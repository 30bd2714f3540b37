//! Configuration management for CLI tools.
//!
//! Configuration is stored in ~/.kata/{app_name}/config.yaml

use std::path::{Path, PathBuf};

use serde::{Deserialize, Serialize};

use crate::output::OutputFormat;

/// Default base configuration directory name.
pub const DEFAULT_BASE_DIR: &str = ".kata";
/// Default configuration filename.
pub const DEFAULT_CONFIG_FILE: &str = "config.yaml";

/// CLI configuration.
#[derive(Debug, Clone, Default, Serialize, Deserialize)]
pub struct Config {
    /// Application name (not serialized).
    #[serde(skip)]
    pub app_name: String,

    /// Buffer capacity used when neither the command line nor the script
    /// sets one.
    #[serde(default, skip_serializing_if = "Option::is_none")]
    pub default_capacity: Option<usize>,

    /// Preferred output format.
    #[serde(default)]
    pub output: OutputFormat,

    /// Path to the config file (not serialized).
    #[serde(skip)]
    config_path: PathBuf,
}

impl Config {
    /// Gets the default config directory.
    pub fn default_config_dir(app_name: &str) -> Option<PathBuf> {
        dirs::home_dir().map(|home| home.join(DEFAULT_BASE_DIR).join(app_name))
    }

    /// Gets the default config file path.
    pub fn default_config_path(app_name: &str) -> Option<PathBuf> {
        Self::default_config_dir(app_name).map(|dir| dir.join(DEFAULT_CONFIG_FILE))
    }

    /// Returns the config file path.
    pub fn path(&self) -> &Path {
        &self.config_path
    }

    /// Saves the configuration to disk.
    pub fn save(&self) -> anyhow::Result<()> {
        let content = serde_yaml::to_string(self)?;
        std::fs::write(&self.config_path, content)?;
        Ok(())
    }

    /// Sets and saves the default buffer capacity.
    pub fn set_default_capacity(&mut self, capacity: usize) -> anyhow::Result<()> {
        if capacity == 0 {
            anyhow::bail!("default capacity must be greater than 0");
        }
        self.default_capacity = Some(capacity);
        self.save()
    }

    /// Sets and saves the preferred output format.
    pub fn set_output(&mut self, format: OutputFormat) -> anyhow::Result<()> {
        self.output = format;
        self.save()
    }

    /// Picks the first capacity that is set: explicit flag, script, then config.
    pub fn resolve_capacity(&self, flag: Option<usize>, script: Option<usize>) -> Option<usize> {
        flag.or(script).or(self.default_capacity)
    }
}

/// Loads configuration for the specified app, creating an empty file if
/// none exists yet.
pub fn load_config(app_name: &str, custom_path: Option<&str>) -> anyhow::Result<Config> {
    let config_path = match custom_path {
        Some(p) => PathBuf::from(p),
        None => Config::default_config_path(app_name)
            .ok_or_else(|| anyhow::anyhow!("cannot determine config path"))?,
    };

    if let Some(parent) = config_path.parent() {
        std::fs::create_dir_all(parent)?;
    }

    let mut cfg: Config = if config_path.exists() {
        let content = std::fs::read_to_string(&config_path)?;
        serde_yaml::from_str(&content)?
    } else {
        let cfg = Config::default();
        let content = serde_yaml::to_string(&cfg)?;
        std::fs::write(&config_path, content)?;
        tracing::info!(path = %config_path.display(), "created config file");
        cfg
    };

    cfg.app_name = app_name.to_string();
    cfg.config_path = config_path;

    Ok(cfg)
}

#[cfg(test)]
mod tests {
    use super::*;

    #[test]
    fn test_load_creates_file() {
        let dir = tempfile::tempdir().unwrap();
        let path = dir.path().join("nested").join("config.yaml");
        let path_str = path.to_string_lossy().into_owned();

        let cfg = load_config("kata", Some(path_str.as_str())).unwrap();
        assert!(path.exists());
        assert_eq!(cfg.app_name, "kata");
        assert_eq!(cfg.default_capacity, None);
        assert_eq!(cfg.output, OutputFormat::Yaml);
        assert_eq!(cfg.path(), path.as_path());
    }

    #[test]
    fn test_settings_persist() {
        let dir = tempfile::tempdir().unwrap();
        let path = dir.path().join("config.yaml");
        let path_str = path.to_string_lossy().into_owned();

        let mut cfg = load_config("kata", Some(path_str.as_str())).unwrap();
        cfg.set_default_capacity(8).unwrap();
        cfg.set_output(OutputFormat::Json).unwrap();

        let reloaded = load_config("kata", Some(path_str.as_str())).unwrap();
        assert_eq!(reloaded.default_capacity, Some(8));
        assert_eq!(reloaded.output, OutputFormat::Json);
    }

    #[test]
    fn test_zero_default_capacity_rejected() {
        let dir = tempfile::tempdir().unwrap();
        let path_str = dir.path().join("config.yaml").to_string_lossy().into_owned();
        let mut cfg = load_config("kata", Some(path_str.as_str())).unwrap();

        assert!(cfg.set_default_capacity(0).is_err());
        assert_eq!(cfg.default_capacity, None);
    }

    #[test]
    fn test_load_existing_file() {
        let dir = tempfile::tempdir().unwrap();
        let path = dir.path().join("config.yaml");
        std::fs::write(&path, "default_capacity: 4\noutput: json\n").unwrap();

        let path_str = path.to_string_lossy().into_owned();

        let cfg = load_config("kata", Some(path_str.as_str())).unwrap();
        assert_eq!(cfg.default_capacity, Some(4));
        assert_eq!(cfg.output, OutputFormat::Json);
    }

    #[test]
    fn test_resolve_capacity_precedence() {
        let cfg = Config {
            default_capacity: Some(16),
            ..Default::default()
        };
        assert_eq!(cfg.resolve_capacity(Some(2), Some(4)), Some(2));
        assert_eq!(cfg.resolve_capacity(None, Some(4)), Some(4));
        assert_eq!(cfg.resolve_capacity(None, None), Some(16));
        assert_eq!(Config::default().resolve_capacity(None, None), None);
    }
}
^^^^
TASK ITEM
Repeat the listing exactly.

TASK SOLUTION
repository 30bd2714f3540b37
//! Configuration management for CLI tools.
//!
//! Configuration is stored in ~/.kata/{app_name}/config.yaml

use std::path::{Path, PathBuf};

use serde::{Deserialize, Serialize};

use crate::output::OutputFormat;

/// Default base configuration directory name.
pub const DEFAULT_BASE_DIR: &str = ".kata";
/// Default configuration filename.
pub const DEFAULT_CONFIG_FILE: &str = "config.yaml";

/// CLI configuration.
#[derive(Debug, Clone, Default, Serialize, Deserialize)]
pub struct Config {
    /// Application name (not serialized).
    #[serde(skip)]
    pub app_name: String,

    /// Buffer capacity used when neither the command line nor the script
    /// sets one.
    #[serde(default, skip_serializing_if = "Option::is_none")]
    pub default_capacity: Option<usize>,

    /// Preferred output format.
    #[serde(default)]
    pub output: OutputFormat,

    /// Path to the config file (not serialized).
    #[serde(skip)]
    config_path: PathBuf,
}

impl Config {
    /// Gets the default config directory.
    pub fn default_config_dir(app_name: &str) -> Option<PathBuf> {
        dirs::home_dir().map(|home| home.join(DEFAULT_BASE_DIR).join(app_name))
    }

    /// Gets the default config file path.
    pub fn default_config_path(app_name: &str) -> Option<PathBuf> {
        Self::default_config_dir(app_name).map(|dir| dir.join(DEFAULT_CONFIG_FILE))
    }

    /// Returns the config file path.
    pub fn path(&self) -> &Path {
        &self.config_path
    }

    /// Saves the configuration to disk.
    pub fn save(&self) -> anyhow::Result<()> {
        let content = serde_yaml::to_string(self)?;
        std::fs::write(&self.config_path, content)?;
        Ok(())
    }

    /// Sets and saves the default buffer capacity.
    pub fn set_default_capacity(&mut self, capacity: usize) -> anyhow::Result<()> {
        if capacity == 0 {
            anyhow::bail!("default capacity must be greater than 0");
        }
        self.default_capacity = Some(capacity);
        self.save()
    }

    /// Sets and saves the preferred output format.
    pub fn set_output(&mut self, format: OutputFormat) -> anyhow::Result<()> {
        self.output = format;
        self.save()
    }

    /// Picks the first capacity that is set: explicit flag, script, then config.
    pub fn resolve_capacity(&self, flag: Option<usize>, script: Option<usize>) -> Option<usize> {
        flag.or(script).or(self.default_capacity)
    }
}

/// Loads configuration for the specified app, creating an empty file if
/// none exists yet.
pub fn load_config(app_name: &str, custom_path: Option<&str>) -> anyhow::Result<Config> {
    let config_path = match custom_path {
        Some(p) => PathBuf::from(p),
        None => Config::default_config_path(app_name)
            .ok_or_else(|| anyhow::anyhow!("cannot determine config path"))?,
    };

    if let Some(parent) = config_path.parent() {
        std::fs::create_dir_all(parent)?;
    }

    let mut cfg: Config = if config_path.exists() {
        let content = std::fs::read_to_string(&config_path)?;
        serde_yaml::from_str(&content)?
    } else {
        let cfg = Config::default();
        let content = serde_yaml::to_string(&cfg)?;
        std::fs::write(&config_path, content)?;
        tracing::info!(path = %config_path.display(), "created config file");
        cfg
    };

    cfg.app_name = app_name.to_string();
    cfg.config_path = config_path;

    Ok(cfg)
}

#[cfg(test)]
mod tests {
    use super::*;

    #[test]
    fn test_load_creates_file() {
        let dir = tempfile::tempdir().unwrap();
        let path = dir.path().join("nested").join("config.yaml");
        let path_str = path.to_string_lossy().into_owned();

        let cfg = load_config("kata", Some(path_str.as_str())).unwrap();
        assert!(path.exists());
        assert_eq!(cfg.app_name, "kata");
        assert_eq!(cfg.default_capacity, None);
        assert_eq!(cfg.output, OutputFormat::Yaml);
        assert_eq!(cfg.path(), path.as_path());
    }

    #[test]
    fn test_settings_persist() {
        let dir = tempfile::tempdir().unwrap();
        let path = dir.path().join("config.yaml");
        let path_str = path.to_string_lossy().into_owned();

        let mut cfg = load_config("kata", Some(path_str.as_str())).unwrap();
        cfg.set_default_capacity(8).unwrap();
        cfg.set_output(OutputFormat::Json).unwrap();

        let reloaded = load_config("kata", Some(path_str.as_str())).unwrap();
        assert_eq!(reloaded.default_capacity, Some(8));
        assert_eq!(reloaded.output, OutputFormat::Json);
    }

    #[test]
    fn test_zero_default_capacity_rejected() {
        let dir = tempfile::tempdir().unwrap();
        let path_str = dir.path().join("config.yaml").to_string_lossy().into_owned();
        let mut cfg = load_config("kata", Some(path_str.as_str())).unwrap();

        assert!(cfg.set_default_capacity(0).is_err());
        assert_eq!(cfg.default_capacity, None);
    }

    #[test]
    fn test_load_existing_file() {
        let dir = tempfile::tempdir().unwrap();
        let path = dir.path().join("config.yaml");
        std::fs::write(&path, "default_capacity: 4\noutput: json\n").unwrap();

        let path_str = path.to_string_lossy().into_owned();

        let cfg = load_config("kata", Some(path_str.as_str())).unwrap();
        assert_eq!(cfg.default_capacity, Some(4));
        assert_eq!(cfg.output, OutputFormat::Json);
    }

    #[test]
    fn test_resolve_capacity_precedence() {
        let cfg = Config {
            default_capacity: Some(16),
            ..Default::default()
        };
        assert_eq!(cfg.resolve_capacity(Some(2), Some(4)), Some(2));
        assert_eq!(cfg.resolve_capacity(None, Some(4)), Some(4));
        assert_eq!(cfg.resolve_capacity(None, None), Some(16));
        assert_eq!(Config::default().resolve_capacity(None, None), None);
    }
}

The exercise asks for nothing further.